L'annuncio dopo una delle settimane più nere delle sport italiano. Dopo una settimana di passione è arrivato oggi il (secondo) annuncio che tutta Italia stava aspettando: Carlo Tavecchio ha presentato le dimissioni dalla guida della Federcalcio. Al termine di quella che probabilmente sarà ricordata come la settimana più straziante per lo sport azzurro degli ultimi sessant’anni, iniziata con l’eliminazione dai prossimi Mondiali di Calcio a Russia, proseguita con l’addio di Buffon, De Rossi e Barzagli e con il licenziamento di Ventura, è arrivato anche il primo ed auspicato epilogo.

Una sorta di conclusione del primo capitolo, o poco più.

Già, perché quello che è accaduto in occasione delle giornata campale del Consiglio FIGC, con le dimissioni del classico «Dead Man Walking» giunto a maturare questa decisione quando ormai aveva le spalle al muro e nessuno credeva più ai suoi progetti di rilancio del calcio italiano, non può che essere inteso come un punto di inizio, certo non come la fine.

Il 'sistema calci'o italiano è da rifondare e questo ormai trova tutti d’accordo, ma per progredire bisognerà mettere d’accordo tante componenti, dalla Lega Pro, per la quale uno dei consiglieri in quota è l’ex presidente FIGC Giancarlo Abete, all’Associazione Nazionale Arbitri, dalla Lega Nazionale Dilettanti all’Assocalciatori di Damiano Tommasi. Uno che, per dirla a chiare lettere, ha dalla sua parte molti dei giocatori più carismatici del panorama italiano.

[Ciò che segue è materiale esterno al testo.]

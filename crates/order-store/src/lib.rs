//! Order storage.
//!
//! An order header and its line items are written in one transaction, and
//! status changes are compare-and-swap updates keyed on the expected prior
//! status. Two implementations share the [`OrderStore`] trait: PostgreSQL for
//! production and an in-memory store for tests and local runs.

pub mod error;
pub mod memory;
pub mod postgres;
pub mod store;

pub use error::{OrderStoreError, Result};
pub use memory::InMemoryOrderStore;
pub use postgres::PostgresOrderStore;
pub use store::{OrderStore, StatusUpdate};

Ora tutti chiedono che al centro della discussione ci sia il progetto sportivo, partendo magari da un Commissario Tecnico che sappia essere punto di riferimento credibile e che, probabilmente, non sarà Carlo Ancelotti. Una discussione che ripartirà con un Commissario individuato dal CONI e dal suo presidente Giovanni Malagò, uno dei primi a chiedere le dimissioni di Tavecchio. Un Commissario che a sua volta dovrà far parlare e coesistere anche altre due componenti fondamentali nel pianeta calcio dell’italica penisola come le Leghe di Serie A e di Serie B.

Un esempio per altri presidenti federali?

Tanto tuonò che piovve dunque, ed il povero Tavecchio che, dopo aver annunciato la propria «indisponibilità» a dimettersi, si è rimangiato quanto detto per evitare la defenestrazione pubblica. Alla fine dunque il presidente di una Federazione come quella del Giuoco Calcio si è dimesso in seguito ad una clamorosa, forse la più clamorosa, débâcle. Lo ha fatto travolto da un’ondata mediatica e sociale mai registrata prima.

Un gesto doveroso certo. Ma la stessa cosa non avrebbero dovuto fare anche i suoi colleghi Alfio Giomi, presidente della Federazione Italiana Atletica Leggera, dopo le disastrose Olimpiadi di Rio de Janeiro, o Gianni Petrucci, presidente della Federazione Basket, dopo la mancata qualificazioni della Nazionale alle stesse Olimpiadi brasiliane in conseguenza della sconfitta a Torino contro la Croazia?

Si parla sempre della fine di un ciclo tecnico. Non sarebbe meglio prendere atto che anche i cicli politici hanno una fine?